Output every record below exactly.
------------------------------------------------------------------------
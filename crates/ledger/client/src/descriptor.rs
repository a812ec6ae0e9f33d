use std::sync::Arc;

use alloy_primitives::Address;
use parking_lot::Mutex;
use tracing::{debug, trace};

use crate::error::{Error, Result};
use crate::manifest::{DeploymentManifest, InterfaceDescriptor};
use crate::provider::LedgerProvider;

const LOG_TARGET: &str = "ledger_client::descriptor";

/// The `{network, address, interface}` triple addressing the deployed contract.
#[derive(Debug, Clone, PartialEq, Eq)]
pub struct NetworkDescriptor {
    pub network_id: u64,
    pub contract_address: Address,
    pub interface: Arc<InterfaceDescriptor>,
}

/// Resolves the [`NetworkDescriptor`] of the provider's network from a deployment manifest.
///
/// The first successful resolution is cached, later calls return it without touching the
/// provider until [`DescriptorLoader::invalidate`] is called.
#[derive(Debug)]
pub struct DescriptorLoader {
    manifest: DeploymentManifest,
    interface: Arc<InterfaceDescriptor>,
    verify_code: bool,
    cached: Mutex<Option<NetworkDescriptor>>,
}

impl DescriptorLoader {
    pub fn new(manifest: DeploymentManifest) -> Self {
        let interface = Arc::new(manifest.abi.clone());
        Self { manifest, interface, verify_code: true, cached: Mutex::new(None) }
    }

    /// Whether to check that code is deployed at the manifest address. On by default.
    pub fn with_code_verification(mut self, verify_code: bool) -> Self {
        self.verify_code = verify_code;
        self
    }

    pub fn manifest(&self) -> &DeploymentManifest {
        &self.manifest
    }

    /// Resolves the descriptor for the network `provider` is connected to.
    ///
    /// Fails with [`Error::NetworkUnsupported`] when the manifest has no entry for the network id,
    /// in which case no further call is made, and with [`Error::ContractNotFound`] when the
    /// address holds no code.
    pub async fn load(&self, provider: &dyn LedgerProvider) -> Result<NetworkDescriptor> {
        if let Some(descriptor) = self.cached.lock().clone() {
            trace!(target: LOG_TARGET, network_id = descriptor.network_id, "Using cached descriptor.");
            return Ok(descriptor);
        }

        let network_id = provider.network_id().await.map_err(Error::ProviderUnavailable)?;
        debug!(target: LOG_TARGET, network_id, "Resolving contract descriptor.");

        let contract_address = self.manifest.address(network_id).ok_or_else(|| {
            Error::NetworkUnsupported {
                network_id,
                available: self.manifest.available_networks(),
            }
        })?;

        if self.verify_code {
            let code = provider
                .code_at(contract_address)
                .await
                .map_err(|source| Error::RpcCall { method: "eth_getCode", source })?;

            if code.is_empty() {
                return Err(Error::ContractNotFound { address: contract_address });
            }
        }

        let descriptor =
            NetworkDescriptor { network_id, contract_address, interface: self.interface.clone() };
        *self.cached.lock() = Some(descriptor.clone());

        debug!(target: LOG_TARGET, network_id, address = %contract_address, "Contract descriptor resolved.");
        Ok(descriptor)
    }

    /// Drops the cached descriptor, the next [`DescriptorLoader::load`] queries the provider.
    pub fn invalidate(&self) {
        self.cached.lock().take();
    }
}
------------------------------------------------------------------------
■ OUTPUT FOR THIS EXERCISE:
filename crates/ledger/client/src/descriptor.rs
repository a812ec6ae0e9f33d
use std::sync::Arc;

use alloy_primitives::Address;
use parking_lot::Mutex;
use tracing::{debug, trace};

use crate::error::{Error, Result};
use crate::manifest::{DeploymentManifest, InterfaceDescriptor};
use crate::provider::LedgerProvider;

const LOG_TARGET: &str = "ledger_client::descriptor";

/// The `{network, address, interface}` triple addressing the deployed contract.
#[derive(Debug, Clone, PartialEq, Eq)]
pub struct NetworkDescriptor {
    pub network_id: u64,
    pub contract_address: Address,
    pub interface: Arc<InterfaceDescriptor>,
}

/// Resolves the [`NetworkDescriptor`] of the provider's network from a deployment manifest.
///
/// The first successful resolution is cached, later calls return it without touching the
/// provider until [`DescriptorLoader::invalidate`] is called.
#[derive(Debug)]
pub struct DescriptorLoader {
    manifest: DeploymentManifest,
    interface: Arc<InterfaceDescriptor>,
    verify_code: bool,
    cached: Mutex<Option<NetworkDescriptor>>,
}

impl DescriptorLoader {
    pub fn new(manifest: DeploymentManifest) -> Self {
        let interface = Arc::new(manifest.abi.clone());
        Self { manifest, interface, verify_code: true, cached: Mutex::new(None) }
    }

    /// Whether to check that code is deployed at the manifest address. On by default.
    pub fn with_code_verification(mut self, verify_code: bool) -> Self {
        self.verify_code = verify_code;
        self
    }

    pub fn manifest(&self) -> &DeploymentManifest {
        &self.manifest
    }

    /// Resolves the descriptor for the network `provider` is connected to.
    ///
    /// Fails with [`Error::NetworkUnsupported`] when the manifest has no entry for the network id,
    /// in which case no further call is made, and with [`Error::ContractNotFound`] when the
    /// address holds no code.
    pub async fn load(&self, provider: &dyn LedgerProvider) -> Result<NetworkDescriptor> {
        if let Some(descriptor) = self.cached.lock().clone() {
            trace!(target: LOG_TARGET, network_id = descriptor.network_id, "Using cached descriptor.");
            return Ok(descriptor);
        }

        let network_id = provider.network_id().await.map_err(Error::ProviderUnavailable)?;
        debug!(target: LOG_TARGET, network_id, "Resolving contract descriptor.");

        let contract_address = self.manifest.address(network_id).ok_or_else(|| {
            Error::NetworkUnsupported {
                network_id,
                available: self.manifest.available_networks(),
            }
        })?;

        if self.verify_code {
            let code = provider
                .code_at(contract_address)
                .await
                .map_err(|source| Error::RpcCall { method: "eth_getCode", source })?;

            if code.is_empty() {
                return Err(Error::ContractNotFound { address: contract_address });
            }
        }

        let descriptor =
            NetworkDescriptor { network_id, contract_address, interface: self.interface.clone() };
        *self.cached.lock() = Some(descriptor.clone());

        debug!(target: LOG_TARGET, network_id, address = %contract_address, "Contract descriptor resolved.");
        Ok(descriptor)
    }

    /// Drops the cached descriptor, the next [`DescriptorLoader::load`] queries the provider.
    pub fn invalidate(&self) {
        self.cached.lock().take();
    }
}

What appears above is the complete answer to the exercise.